> _INFORMATION SUPPLIED_:
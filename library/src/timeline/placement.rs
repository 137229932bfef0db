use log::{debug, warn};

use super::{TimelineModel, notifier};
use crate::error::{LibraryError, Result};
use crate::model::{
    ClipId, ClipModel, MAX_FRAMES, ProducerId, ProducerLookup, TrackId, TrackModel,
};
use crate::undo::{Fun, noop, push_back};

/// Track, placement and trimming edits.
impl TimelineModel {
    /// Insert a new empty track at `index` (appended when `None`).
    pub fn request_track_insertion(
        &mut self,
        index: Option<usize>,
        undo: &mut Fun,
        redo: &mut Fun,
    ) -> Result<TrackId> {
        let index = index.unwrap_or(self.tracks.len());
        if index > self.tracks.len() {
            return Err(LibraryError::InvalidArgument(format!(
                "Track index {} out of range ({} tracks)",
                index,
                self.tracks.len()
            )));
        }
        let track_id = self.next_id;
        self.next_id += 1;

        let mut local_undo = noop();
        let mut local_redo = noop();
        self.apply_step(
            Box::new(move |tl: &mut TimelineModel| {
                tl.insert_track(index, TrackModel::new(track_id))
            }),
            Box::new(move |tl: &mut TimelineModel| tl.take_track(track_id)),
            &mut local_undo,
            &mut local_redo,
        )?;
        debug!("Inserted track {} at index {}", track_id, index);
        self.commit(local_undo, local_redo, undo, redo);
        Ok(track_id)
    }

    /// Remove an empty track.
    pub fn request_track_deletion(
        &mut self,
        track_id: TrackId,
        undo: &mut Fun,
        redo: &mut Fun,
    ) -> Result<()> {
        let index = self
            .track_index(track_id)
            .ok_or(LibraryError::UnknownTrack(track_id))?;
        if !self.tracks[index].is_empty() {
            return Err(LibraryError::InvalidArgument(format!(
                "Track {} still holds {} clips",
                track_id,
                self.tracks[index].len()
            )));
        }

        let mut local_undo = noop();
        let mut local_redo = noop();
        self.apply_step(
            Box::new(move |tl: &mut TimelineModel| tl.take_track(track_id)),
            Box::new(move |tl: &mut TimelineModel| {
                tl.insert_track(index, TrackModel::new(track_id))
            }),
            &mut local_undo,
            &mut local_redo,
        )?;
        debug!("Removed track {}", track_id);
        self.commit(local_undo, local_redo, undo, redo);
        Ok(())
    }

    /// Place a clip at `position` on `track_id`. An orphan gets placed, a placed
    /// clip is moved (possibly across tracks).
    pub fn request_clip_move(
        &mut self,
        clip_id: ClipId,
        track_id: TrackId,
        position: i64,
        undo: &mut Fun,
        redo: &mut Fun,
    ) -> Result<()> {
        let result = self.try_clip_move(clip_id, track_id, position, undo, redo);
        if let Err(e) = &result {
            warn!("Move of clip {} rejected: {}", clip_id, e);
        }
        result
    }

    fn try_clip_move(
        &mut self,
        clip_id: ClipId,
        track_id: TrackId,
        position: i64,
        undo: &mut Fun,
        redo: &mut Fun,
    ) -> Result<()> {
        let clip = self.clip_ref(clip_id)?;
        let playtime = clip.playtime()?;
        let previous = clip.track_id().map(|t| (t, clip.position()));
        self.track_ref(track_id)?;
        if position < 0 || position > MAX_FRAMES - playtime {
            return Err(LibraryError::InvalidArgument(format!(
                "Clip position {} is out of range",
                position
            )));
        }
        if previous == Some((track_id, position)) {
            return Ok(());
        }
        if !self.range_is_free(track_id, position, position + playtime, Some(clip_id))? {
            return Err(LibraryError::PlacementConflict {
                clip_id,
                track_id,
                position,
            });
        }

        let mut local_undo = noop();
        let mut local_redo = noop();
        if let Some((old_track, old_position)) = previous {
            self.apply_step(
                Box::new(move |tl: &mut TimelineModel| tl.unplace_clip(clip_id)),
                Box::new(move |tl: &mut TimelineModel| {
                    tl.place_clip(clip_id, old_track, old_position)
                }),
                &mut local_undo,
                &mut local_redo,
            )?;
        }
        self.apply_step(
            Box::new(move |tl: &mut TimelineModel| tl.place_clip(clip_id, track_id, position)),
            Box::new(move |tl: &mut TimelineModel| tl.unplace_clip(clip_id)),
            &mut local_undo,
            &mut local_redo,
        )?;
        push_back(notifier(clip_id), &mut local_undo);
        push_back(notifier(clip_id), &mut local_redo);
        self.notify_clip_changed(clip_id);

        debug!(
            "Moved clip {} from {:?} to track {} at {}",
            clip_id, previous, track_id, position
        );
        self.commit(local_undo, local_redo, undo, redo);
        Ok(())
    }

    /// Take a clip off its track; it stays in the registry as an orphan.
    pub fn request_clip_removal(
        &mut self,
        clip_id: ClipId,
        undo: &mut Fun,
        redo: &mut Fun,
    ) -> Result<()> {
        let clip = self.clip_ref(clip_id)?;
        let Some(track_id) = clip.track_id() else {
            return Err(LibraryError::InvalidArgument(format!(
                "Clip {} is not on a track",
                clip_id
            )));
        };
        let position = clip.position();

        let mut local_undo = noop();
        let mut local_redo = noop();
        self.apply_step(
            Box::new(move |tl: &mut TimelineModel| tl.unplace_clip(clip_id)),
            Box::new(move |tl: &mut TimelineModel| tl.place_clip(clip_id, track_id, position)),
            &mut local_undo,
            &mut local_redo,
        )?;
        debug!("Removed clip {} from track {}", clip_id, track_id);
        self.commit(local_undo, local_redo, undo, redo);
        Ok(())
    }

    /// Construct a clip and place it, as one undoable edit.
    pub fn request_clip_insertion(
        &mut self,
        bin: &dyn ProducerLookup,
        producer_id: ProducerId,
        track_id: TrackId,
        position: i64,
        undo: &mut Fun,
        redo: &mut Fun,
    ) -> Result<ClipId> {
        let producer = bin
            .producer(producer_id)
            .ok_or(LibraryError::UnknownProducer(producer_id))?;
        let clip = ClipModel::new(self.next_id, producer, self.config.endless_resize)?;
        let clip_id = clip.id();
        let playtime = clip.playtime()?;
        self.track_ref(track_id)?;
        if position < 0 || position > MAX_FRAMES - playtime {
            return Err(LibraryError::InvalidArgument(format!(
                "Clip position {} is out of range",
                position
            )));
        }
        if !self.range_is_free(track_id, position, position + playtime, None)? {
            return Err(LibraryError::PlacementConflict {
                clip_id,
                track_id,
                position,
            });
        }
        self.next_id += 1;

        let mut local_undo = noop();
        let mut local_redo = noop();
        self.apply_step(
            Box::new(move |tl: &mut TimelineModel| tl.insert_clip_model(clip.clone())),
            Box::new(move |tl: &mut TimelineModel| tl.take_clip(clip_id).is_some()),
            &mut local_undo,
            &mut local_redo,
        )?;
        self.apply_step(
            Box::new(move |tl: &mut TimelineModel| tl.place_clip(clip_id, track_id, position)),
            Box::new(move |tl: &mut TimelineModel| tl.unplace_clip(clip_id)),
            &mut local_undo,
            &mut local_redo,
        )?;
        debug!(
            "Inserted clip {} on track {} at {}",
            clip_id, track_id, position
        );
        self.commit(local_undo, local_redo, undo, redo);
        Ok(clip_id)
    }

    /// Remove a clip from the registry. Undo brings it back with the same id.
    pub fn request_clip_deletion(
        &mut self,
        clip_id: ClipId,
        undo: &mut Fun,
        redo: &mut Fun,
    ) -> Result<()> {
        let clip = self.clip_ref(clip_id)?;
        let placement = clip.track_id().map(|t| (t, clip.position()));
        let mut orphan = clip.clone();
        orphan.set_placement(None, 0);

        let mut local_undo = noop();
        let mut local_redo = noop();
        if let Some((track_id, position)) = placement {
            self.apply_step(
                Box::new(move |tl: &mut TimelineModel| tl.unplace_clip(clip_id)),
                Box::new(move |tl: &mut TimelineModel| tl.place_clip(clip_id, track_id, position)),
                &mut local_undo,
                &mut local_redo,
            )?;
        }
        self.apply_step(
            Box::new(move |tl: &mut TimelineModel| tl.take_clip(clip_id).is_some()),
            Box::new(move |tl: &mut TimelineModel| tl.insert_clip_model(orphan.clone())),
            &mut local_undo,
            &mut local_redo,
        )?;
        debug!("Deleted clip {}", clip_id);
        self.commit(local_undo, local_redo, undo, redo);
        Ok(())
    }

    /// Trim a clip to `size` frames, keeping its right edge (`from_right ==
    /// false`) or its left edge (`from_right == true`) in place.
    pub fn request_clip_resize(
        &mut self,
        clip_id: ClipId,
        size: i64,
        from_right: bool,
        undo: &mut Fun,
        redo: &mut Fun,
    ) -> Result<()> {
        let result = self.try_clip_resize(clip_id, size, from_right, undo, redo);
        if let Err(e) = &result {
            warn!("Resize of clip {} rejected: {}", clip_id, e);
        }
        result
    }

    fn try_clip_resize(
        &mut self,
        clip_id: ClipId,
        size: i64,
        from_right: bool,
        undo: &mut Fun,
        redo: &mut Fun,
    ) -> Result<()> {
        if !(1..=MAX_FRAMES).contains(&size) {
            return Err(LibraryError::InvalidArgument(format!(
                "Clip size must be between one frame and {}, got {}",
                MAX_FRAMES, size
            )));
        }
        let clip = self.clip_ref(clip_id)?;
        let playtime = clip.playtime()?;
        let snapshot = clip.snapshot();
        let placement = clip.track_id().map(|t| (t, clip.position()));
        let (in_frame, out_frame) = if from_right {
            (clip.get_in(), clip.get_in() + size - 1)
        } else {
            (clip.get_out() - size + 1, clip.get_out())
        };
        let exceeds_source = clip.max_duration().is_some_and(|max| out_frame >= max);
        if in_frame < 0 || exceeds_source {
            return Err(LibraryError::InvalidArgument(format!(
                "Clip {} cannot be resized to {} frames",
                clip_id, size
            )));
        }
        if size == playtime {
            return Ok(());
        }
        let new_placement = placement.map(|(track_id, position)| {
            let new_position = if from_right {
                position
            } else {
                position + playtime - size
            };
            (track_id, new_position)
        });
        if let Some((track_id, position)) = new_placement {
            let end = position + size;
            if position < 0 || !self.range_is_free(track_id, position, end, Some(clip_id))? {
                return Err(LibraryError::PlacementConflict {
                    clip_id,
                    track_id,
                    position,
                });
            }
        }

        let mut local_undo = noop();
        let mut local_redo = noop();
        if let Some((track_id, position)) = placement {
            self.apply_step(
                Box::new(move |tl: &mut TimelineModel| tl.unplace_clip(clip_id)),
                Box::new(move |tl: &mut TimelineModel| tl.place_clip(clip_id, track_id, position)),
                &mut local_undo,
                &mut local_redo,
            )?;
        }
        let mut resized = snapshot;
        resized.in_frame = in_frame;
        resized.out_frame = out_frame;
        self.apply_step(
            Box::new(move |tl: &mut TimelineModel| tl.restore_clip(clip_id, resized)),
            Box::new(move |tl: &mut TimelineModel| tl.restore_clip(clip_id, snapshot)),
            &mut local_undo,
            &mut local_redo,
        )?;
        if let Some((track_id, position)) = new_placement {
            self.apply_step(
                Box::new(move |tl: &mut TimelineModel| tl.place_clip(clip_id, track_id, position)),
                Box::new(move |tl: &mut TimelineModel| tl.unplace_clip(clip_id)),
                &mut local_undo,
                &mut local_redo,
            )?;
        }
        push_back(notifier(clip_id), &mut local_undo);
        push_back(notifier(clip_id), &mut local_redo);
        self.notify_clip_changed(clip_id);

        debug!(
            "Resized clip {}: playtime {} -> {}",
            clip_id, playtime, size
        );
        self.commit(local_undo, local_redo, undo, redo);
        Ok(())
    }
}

...

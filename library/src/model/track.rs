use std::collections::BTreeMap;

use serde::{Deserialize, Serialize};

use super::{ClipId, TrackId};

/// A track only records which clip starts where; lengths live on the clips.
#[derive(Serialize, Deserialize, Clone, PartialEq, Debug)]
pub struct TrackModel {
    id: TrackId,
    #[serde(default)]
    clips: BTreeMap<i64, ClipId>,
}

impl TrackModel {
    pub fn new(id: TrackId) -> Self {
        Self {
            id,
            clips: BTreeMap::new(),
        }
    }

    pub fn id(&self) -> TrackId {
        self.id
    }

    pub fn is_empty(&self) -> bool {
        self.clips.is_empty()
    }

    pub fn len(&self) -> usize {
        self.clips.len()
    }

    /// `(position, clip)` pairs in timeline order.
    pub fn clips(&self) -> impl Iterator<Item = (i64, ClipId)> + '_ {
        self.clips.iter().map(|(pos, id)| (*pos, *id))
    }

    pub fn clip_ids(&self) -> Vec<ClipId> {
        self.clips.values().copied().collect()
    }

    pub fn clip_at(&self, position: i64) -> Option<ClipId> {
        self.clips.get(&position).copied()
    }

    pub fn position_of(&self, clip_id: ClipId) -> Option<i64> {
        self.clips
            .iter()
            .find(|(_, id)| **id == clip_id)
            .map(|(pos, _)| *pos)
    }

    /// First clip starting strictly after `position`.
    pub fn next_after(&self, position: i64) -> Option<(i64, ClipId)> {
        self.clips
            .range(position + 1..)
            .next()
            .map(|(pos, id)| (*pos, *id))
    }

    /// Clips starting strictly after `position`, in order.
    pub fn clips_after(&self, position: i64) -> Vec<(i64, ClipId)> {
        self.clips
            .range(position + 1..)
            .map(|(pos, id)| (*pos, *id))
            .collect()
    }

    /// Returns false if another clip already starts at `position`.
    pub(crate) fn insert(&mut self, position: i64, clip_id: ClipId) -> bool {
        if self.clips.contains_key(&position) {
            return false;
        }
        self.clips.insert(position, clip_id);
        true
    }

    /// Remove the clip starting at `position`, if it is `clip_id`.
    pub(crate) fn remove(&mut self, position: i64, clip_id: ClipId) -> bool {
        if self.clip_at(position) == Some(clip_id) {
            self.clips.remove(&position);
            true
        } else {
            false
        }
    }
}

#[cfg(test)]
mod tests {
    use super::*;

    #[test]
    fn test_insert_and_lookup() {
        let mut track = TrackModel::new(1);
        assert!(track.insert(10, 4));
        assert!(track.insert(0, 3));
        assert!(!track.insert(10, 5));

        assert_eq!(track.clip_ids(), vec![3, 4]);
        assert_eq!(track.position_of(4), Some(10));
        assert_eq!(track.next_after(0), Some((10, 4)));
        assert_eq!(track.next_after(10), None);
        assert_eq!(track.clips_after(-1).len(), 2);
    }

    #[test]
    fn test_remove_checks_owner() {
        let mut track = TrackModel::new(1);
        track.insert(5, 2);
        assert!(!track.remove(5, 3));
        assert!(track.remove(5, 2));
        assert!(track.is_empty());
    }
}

> _WORK INSTRUCTIONS_: Every line in the records that holds the word "ProducerId" should be copied into the answer.

> _RESPONSE TO THE EXERCISE_:
    ClipId, ClipModel, MAX_FRAMES, ProducerId, ProducerLookup, TrackId, TrackModel,
        producer_id: ProducerId,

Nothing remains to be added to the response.